** TASK TO CARRY OUT **
Your answer should be the full set of records, printed exactly as they stand.

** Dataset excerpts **
———

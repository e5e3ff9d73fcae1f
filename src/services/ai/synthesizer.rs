//! Response synthesis: turns retrieved chunks into one answer per `ResponseMode`

use std::collections::VecDeque;

use text_splitter::ChunkSizer;

use crate::error::{AppError, AppResult};

use super::llm::{DeltaSink, LanguageModel};
use super::prompts::{
    PromptHelper, CHUNK_SEPARATOR, KEY_CONTEXT_MSG, KEY_CONTEXT_STR, KEY_EXISTING_ANSWER,
    KEY_QUERY_STR, REFINE, TEXT_QA, TREE_SUMMARIZE,
};
use super::response_mode::ResponseMode;

pub const EMPTY_RESPONSE: &str = "Empty Response";
pub const ACCUMULATE_SEPARATOR: &str = "\n---------------------\n";

pub struct Synthesizer<'a, L, S> {
    llm: &'a L,
    helper: &'a PromptHelper<S>,
}

impl<'a, L, S> Synthesizer<'a, L, S>
where
    L: LanguageModel,
    S: ChunkSizer + Clone,
{
    pub fn new(llm: &'a L, helper: &'a PromptHelper<S>) -> Self {
        Self { llm, helper }
    }

    pub async fn synthesize(
        &self,
        query: &str,
        texts: Vec<String>,
        mode: ResponseMode,
        on_delta: &mut DeltaSink<'_>,
    ) -> AppResult<String> {
        let texts: Vec<String> = texts
            .into_iter()
            .filter(|text| !text.trim().is_empty())
            .collect();
        tracing::debug!(mode = %mode, chunks = texts.len(), "Synthesizing response");

        match mode {
            // retrieval only, nothing goes to the model
            ResponseMode::NoText => Ok(String::new()),
            _ if texts.is_empty() => {
                on_delta(EMPTY_RESPONSE)?;
                Ok(EMPTY_RESPONSE.to_string())
            }
            ResponseMode::Refine => self.refine(query, texts, on_delta).await,
            ResponseMode::Compact => {
                let packed = self.helper.repack(&qa_skeleton(query), &texts)?;
                self.refine(query, packed, on_delta).await
            }
            ResponseMode::TreeSummarize => self.tree_summarize(query, texts, on_delta).await,
            ResponseMode::SimpleSummarize => self.simple_summarize(query, texts, on_delta).await,
            ResponseMode::Accumulate => self.accumulate(query, texts, on_delta).await,
            ResponseMode::CompactAccumulate => {
                let packed = self.helper.repack(&qa_skeleton(query), &texts)?;
                self.accumulate(query, packed, on_delta).await
            }
        }
    }

    /// Answer from the first piece, then refine with each following piece.
    /// Only the last call streams.
    async fn refine(
        &self,
        query: &str,
        texts: Vec<String>,
        on_delta: &mut DeltaSink<'_>,
    ) -> AppResult<String> {
        let mut queue: VecDeque<String> = texts.into();
        let mut answer: Option<String> = None;
        let mut streamed = false;

        while let Some(text) = queue.pop_front() {
            let skeleton = match answer.as_deref() {
                None => qa_skeleton(query),
                Some(existing) => refine_skeleton(query, existing),
            };
            let mut pieces = self.helper.split_to_fit(&skeleton, &text)?.into_iter();
            let Some(piece) = pieces.next() else {
                continue;
            };
            // pieces that did not fit go back to the front, in order
            for rest in pieces.rev() {
                queue.push_front(rest);
            }

            let prompt = match answer.as_deref() {
                None => qa_prompt(query, &piece),
                Some(existing) => refine_prompt(query, existing, &piece),
            };

            let output = if queue.is_empty() {
                streamed = true;
                self.llm.stream_complete(&prompt, on_delta).await?
            } else {
                self.llm.complete(&prompt).await?
            };
            answer = Some(output);
        }

        let answer = answer.unwrap_or_else(|| EMPTY_RESPONSE.to_string());
        if !streamed {
            on_delta(&answer)?;
        }
        Ok(answer)
    }

    async fn tree_summarize(
        &self,
        query: &str,
        texts: Vec<String>,
        on_delta: &mut DeltaSink<'_>,
    ) -> AppResult<String> {
        let skeleton = summary_skeleton(query);
        let mut texts = texts;
        let mut previous_len: Option<usize> = None;
        let mut level = 0usize;

        loop {
            let packed = self.helper.repack(&skeleton, &texts)?;
            if packed.len() <= 1 {
                let context = packed.into_iter().next().unwrap_or_default();
                return self
                    .llm
                    .stream_complete(&summary_prompt(query, &context), on_delta)
                    .await;
            }

            if previous_len.is_some_and(|prev| packed.len() >= prev) {
                return Err(AppError::AiService(format!(
                    "tree_summarize is not converging: {} chunks at level {}",
                    packed.len(),
                    level
                )));
            }

            tracing::debug!(level, chunks = packed.len(), "Summarizing tree level");
            let mut summaries = Vec::with_capacity(packed.len());
            for chunk in &packed {
                summaries.push(self.llm.complete(&summary_prompt(query, chunk)).await?);
            }

            previous_len = Some(packed.len());
            texts = summaries;
            level += 1;
        }
    }

    async fn simple_summarize(
        &self,
        query: &str,
        texts: Vec<String>,
        on_delta: &mut DeltaSink<'_>,
    ) -> AppResult<String> {
        let truncated = self.helper.truncate(&qa_skeleton(query), &texts)?;
        let context = truncated.join(CHUNK_SEPARATOR);
        self.llm
            .stream_complete(&qa_prompt(query, &context), on_delta)
            .await
    }

    async fn accumulate(
        &self,
        query: &str,
        texts: Vec<String>,
        on_delta: &mut DeltaSink<'_>,
    ) -> AppResult<String> {
        let skeleton = qa_skeleton(query);
        let mut pieces = Vec::new();
        for text in &texts {
            pieces.extend(self.helper.split_to_fit(&skeleton, text)?);
        }

        let mut output = String::new();
        for (idx, piece) in pieces.iter().enumerate() {
            if idx > 0 {
                on_delta(ACCUMULATE_SEPARATOR)?;
                output.push_str(ACCUMULATE_SEPARATOR);
            }
            let header = format!("Response {}: ", idx + 1);
            on_delta(&header)?;
            output.push_str(&header);

            let response = self
                .llm
                .stream_complete(&qa_prompt(query, piece), on_delta)
                .await?;
            output.push_str(&response);
        }
        Ok(output)
    }
}

fn qa_skeleton(query: &str) -> String {
    qa_prompt(query, "")
}

fn qa_prompt(query: &str, context: &str) -> String {
    TEXT_QA.format(&[(KEY_CONTEXT_STR, context), (KEY_QUERY_STR, query)])
}

fn refine_skeleton(query: &str, existing: &str) -> String {
    refine_prompt(query, existing, "")
}

fn refine_prompt(query: &str, existing: &str, context: &str) -> String {
    REFINE.format(&[
        (KEY_QUERY_STR, query),
        (KEY_EXISTING_ANSWER, existing),
        (KEY_CONTEXT_MSG, context),
    ])
}

fn summary_skeleton(query: &str) -> String {
    summary_prompt(query, "")
}

fn summary_prompt(query: &str, context: &str) -> String {
    TREE_SUMMARIZE.format(&[(KEY_CONTEXT_STR, context), (KEY_QUERY_STR, query)])
}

———

** EXERCISE RESULT **
repository e5e3ff9d73fcae1f
filename src/services/ai/synthesizer.rs
//! Response synthesis: turns retrieved chunks into one answer per `ResponseMode`

use std::collections::VecDeque;

use text_splitter::ChunkSizer;

use crate::error::{AppError, AppResult};

use super::llm::{DeltaSink, LanguageModel};
use super::prompts::{
    PromptHelper, CHUNK_SEPARATOR, KEY_CONTEXT_MSG, KEY_CONTEXT_STR, KEY_EXISTING_ANSWER,
    KEY_QUERY_STR, REFINE, TEXT_QA, TREE_SUMMARIZE,
};
use super::response_mode::ResponseMode;

pub const EMPTY_RESPONSE: &str = "Empty Response";
pub const ACCUMULATE_SEPARATOR: &str = "\n---------------------\n";

pub struct Synthesizer<'a, L, S> {
    llm: &'a L,
    helper: &'a PromptHelper<S>,
}

impl<'a, L, S> Synthesizer<'a, L, S>
where
    L: LanguageModel,
    S: ChunkSizer + Clone,
{
    pub fn new(llm: &'a L, helper: &'a PromptHelper<S>) -> Self {
        Self { llm, helper }
    }

    pub async fn synthesize(
        &self,
        query: &str,
        texts: Vec<String>,
        mode: ResponseMode,
        on_delta: &mut DeltaSink<'_>,
    ) -> AppResult<String> {
        let texts: Vec<String> = texts
            .into_iter()
            .filter(|text| !text.trim().is_empty())
            .collect();
        tracing::debug!(mode = %mode, chunks = texts.len(), "Synthesizing response");

        match mode {
            // retrieval only, nothing goes to the model
            ResponseMode::NoText => Ok(String::new()),
            _ if texts.is_empty() => {
                on_delta(EMPTY_RESPONSE)?;
                Ok(EMPTY_RESPONSE.to_string())
            }
            ResponseMode::Refine => self.refine(query, texts, on_delta).await,
            ResponseMode::Compact => {
                let packed = self.helper.repack(&qa_skeleton(query), &texts)?;
                self.refine(query, packed, on_delta).await
            }
            ResponseMode::TreeSummarize => self.tree_summarize(query, texts, on_delta).await,
            ResponseMode::SimpleSummarize => self.simple_summarize(query, texts, on_delta).await,
            ResponseMode::Accumulate => self.accumulate(query, texts, on_delta).await,
            ResponseMode::CompactAccumulate => {
                let packed = self.helper.repack(&qa_skeleton(query), &texts)?;
                self.accumulate(query, packed, on_delta).await
            }
        }
    }

    /// Answer from the first piece, then refine with each following piece.
    /// Only the last call streams.
    async fn refine(
        &self,
        query: &str,
        texts: Vec<String>,
        on_delta: &mut DeltaSink<'_>,
    ) -> AppResult<String> {
        let mut queue: VecDeque<String> = texts.into();
        let mut answer: Option<String> = None;
        let mut streamed = false;

        while let Some(text) = queue.pop_front() {
            let skeleton = match answer.as_deref() {
                None => qa_skeleton(query),
                Some(existing) => refine_skeleton(query, existing),
            };
            let mut pieces = self.helper.split_to_fit(&skeleton, &text)?.into_iter();
            let Some(piece) = pieces.next() else {
                continue;
            };
            // pieces that did not fit go back to the front, in order
            for rest in pieces.rev() {
                queue.push_front(rest);
            }

            let prompt = match answer.as_deref() {
                None => qa_prompt(query, &piece),
                Some(existing) => refine_prompt(query, existing, &piece),
            };

            let output = if queue.is_empty() {
                streamed = true;
                self.llm.stream_complete(&prompt, on_delta).await?
            } else {
                self.llm.complete(&prompt).await?
            };
            answer = Some(output);
        }

        let answer = answer.unwrap_or_else(|| EMPTY_RESPONSE.to_string());
        if !streamed {
            on_delta(&answer)?;
        }
        Ok(answer)
    }

    async fn tree_summarize(
        &self,
        query: &str,
        texts: Vec<String>,
        on_delta: &mut DeltaSink<'_>,
    ) -> AppResult<String> {
        let skeleton = summary_skeleton(query);
        let mut texts = texts;
        let mut previous_len: Option<usize> = None;
        let mut level = 0usize;

        loop {
            let packed = self.helper.repack(&skeleton, &texts)?;
            if packed.len() <= 1 {
                let context = packed.into_iter().next().unwrap_or_default();
                return self
                    .llm
                    .stream_complete(&summary_prompt(query, &context), on_delta)
                    .await;
            }

            if previous_len.is_some_and(|prev| packed.len() >= prev) {
                return Err(AppError::AiService(format!(
                    "tree_summarize is not converging: {} chunks at level {}",
                    packed.len(),
                    level
                )));
            }

            tracing::debug!(level, chunks = packed.len(), "Summarizing tree level");
            let mut summaries = Vec::with_capacity(packed.len());
            for chunk in &packed {
                summaries.push(self.llm.complete(&summary_prompt(query, chunk)).await?);
            }

            previous_len = Some(packed.len());
            texts = summaries;
            level += 1;
        }
    }

    async fn simple_summarize(
        &self,
        query: &str,
        texts: Vec<String>,
        on_delta: &mut DeltaSink<'_>,
    ) -> AppResult<String> {
        let truncated = self.helper.truncate(&qa_skeleton(query), &texts)?;
        let context = truncated.join(CHUNK_SEPARATOR);
        self.llm
            .stream_complete(&qa_prompt(query, &context), on_delta)
            .await
    }

    async fn accumulate(
        &self,
        query: &str,
        texts: Vec<String>,
        on_delta: &mut DeltaSink<'_>,
    ) -> AppResult<String> {
        let skeleton = qa_skeleton(query);
        let mut pieces = Vec::new();
        for text in &texts {
            pieces.extend(self.helper.split_to_fit(&skeleton, text)?);
        }

        let mut output = String::new();
        for (idx, piece) in pieces.iter().enumerate() {
            if idx > 0 {
                on_delta(ACCUMULATE_SEPARATOR)?;
                output.push_str(ACCUMULATE_SEPARATOR);
            }
            let header = format!("Response {}: ", idx + 1);
            on_delta(&header)?;
            output.push_str(&header);

            let response = self
                .llm
                .stream_complete(&qa_prompt(query, piece), on_delta)
                .await?;
            output.push_str(&response);
        }
        Ok(output)
    }
}

fn qa_skeleton(query: &str) -> String {
    qa_prompt(query, "")
}

fn qa_prompt(query: &str, context: &str) -> String {
    TEXT_QA.format(&[(KEY_CONTEXT_STR, context), (KEY_QUERY_STR, query)])
}

fn refine_skeleton(query: &str, existing: &str) -> String {
    refine_prompt(query, existing, "")
}

fn refine_prompt(query: &str, existing: &str, context: &str) -> String {
    REFINE.format(&[
        (KEY_QUERY_STR, query),
        (KEY_EXISTING_ANSWER, existing),
        (KEY_CONTEXT_MSG, context),
    ])
}

fn summary_skeleton(query: &str) -> String {
    summary_prompt(query, "")
}

fn summary_prompt(query: &str, context: &str) -> String {
    TREE_SUMMARIZE.format(&[(KEY_CONTEXT_STR, context), (KEY_QUERY_STR, query)])
}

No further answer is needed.